Friday, April 06, 2007

The End of the Wild
Stephen M. Meyer

What is the human without the Wild? Meyer presumes the end of natural selection and justifiably claims that for many many decades humans have changed the act of selection to human selection. It is our hand that determines the populace of individuals in an ecosystem - both intentionally and unintentionally.

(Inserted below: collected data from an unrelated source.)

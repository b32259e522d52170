use axum::{
    http::StatusCode,
    response::{IntoResponse, Response},
};
use serde::Serialize;
use thiserror::Error;

use crate::{
    domain::ValidationError,
    response::{ApiResponse, Meta},
};

#[derive(Debug, Error)]
pub enum AppError {
    #[error("Not Found")]
    NotFound,

    #[error("Bad Request: {0}")]
    BadRequest(String),

    #[error("Validation failed: {0}")]
    Validation(#[from] ValidationError),

    #[error("Unauthorized: {0}")]
    Unauthorized(String),

    #[error("Forbidden")]
    Forbidden,

    #[error("Conflict: {0}")]
    Conflict(String),

    #[error("Database error")]
    DbError(#[from] sqlx::Error),

    #[error("ORM error")]
    OrmError(#[from] sea_orm::DbErr),

    #[error("Internal Server Error")]
    Internal(#[from] anyhow::Error),
}

impl AppError {
    pub fn status_code(&self) -> StatusCode {
        match self {
            AppError::NotFound => StatusCode::NOT_FOUND,
            AppError::BadRequest(_) => StatusCode::BAD_REQUEST,
            AppError::Validation(_) => StatusCode::UNPROCESSABLE_ENTITY,
            AppError::Unauthorized(_) => StatusCode::UNAUTHORIZED,
            AppError::Forbidden => StatusCode::FORBIDDEN,
            AppError::Conflict(_) => StatusCode::CONFLICT,
            AppError::DbError(_) | AppError::OrmError(_) | AppError::Internal(_) => {
                StatusCode::INTERNAL_SERVER_ERROR
            }
        }
    }
}

#[derive(Serialize)]
struct ErrorData {
    error: String,
}

impl IntoResponse for AppError {
    fn into_response(self) -> Response {
        let status = self.status_code();
        if status.is_server_error() {
            match &self {
                AppError::DbError(err) => tracing::error!(error = %err, "database error"),
                AppError::OrmError(err) => tracing::error!(error = %err, "orm error"),
                AppError::Internal(err) => tracing::error!(error = %err, "internal error"),
                _ => {}
            }
        }

        let message = self.to_string();
        let body = ApiResponse {
            message: message.clone(),
            data: Some(ErrorData { error: message }),
            meta: Some(Meta::empty()),
        };

        (status, axum::Json(body)).into_response()
    }
}

pub type AppResult<T> = Result<T, AppError>;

This book was like a 97 page gasp. It is like someone telling you that your neighborhood is burning and it will never be the same and within the flames lie your beloved two cats and a dog and the deer, fox and squirrels that you watch every morning. The whole of the idea of what Meyer has to say puts butterflies in my stomach.

Meyer tells us that it would be wise to forget about saving the charismatic species like the panda, mountain gorilla California condor. The focus should be the whole ecosystem. The reason being is that these charismatic fauna and flora are doomed to begin with. It is merely an act of feel-good action for our own psyche.

Meyer tells us that we need to look at our own behavior and modify it drastically. He doesn't call for empty public policy and for more corporate environmental lobby, but a dumping of billions over the next twenty years into studying and classifying ecosystems. On the one hand he lauds the management of Nature as human selections, but on the other hand calls for a drastic step-up in management and study. This would-be irony makes a lot of sense if the end of the wild is real. There is no room, literally, for "nature to take its course" without human intervention, which is the definition of human selection.

If human selection is the contemporary process by which to make the most of our Earth and its various habitats, we should do it correctly. We may have to spend time mixing various sub populations for a stronger gene pool, cull weedy species, and construct larger and healthier wildlife corridors. We need to be consistent and smart about it.

Meyer doesn't state this in "the End of the Wild," but I think that there is a presumption that we are a weedy species that is out of control.

This book should be read by anyone and everyone...especially our youth. At 97 pages (it took me an hour to read) this could be part of assigned reading for many school-age groups.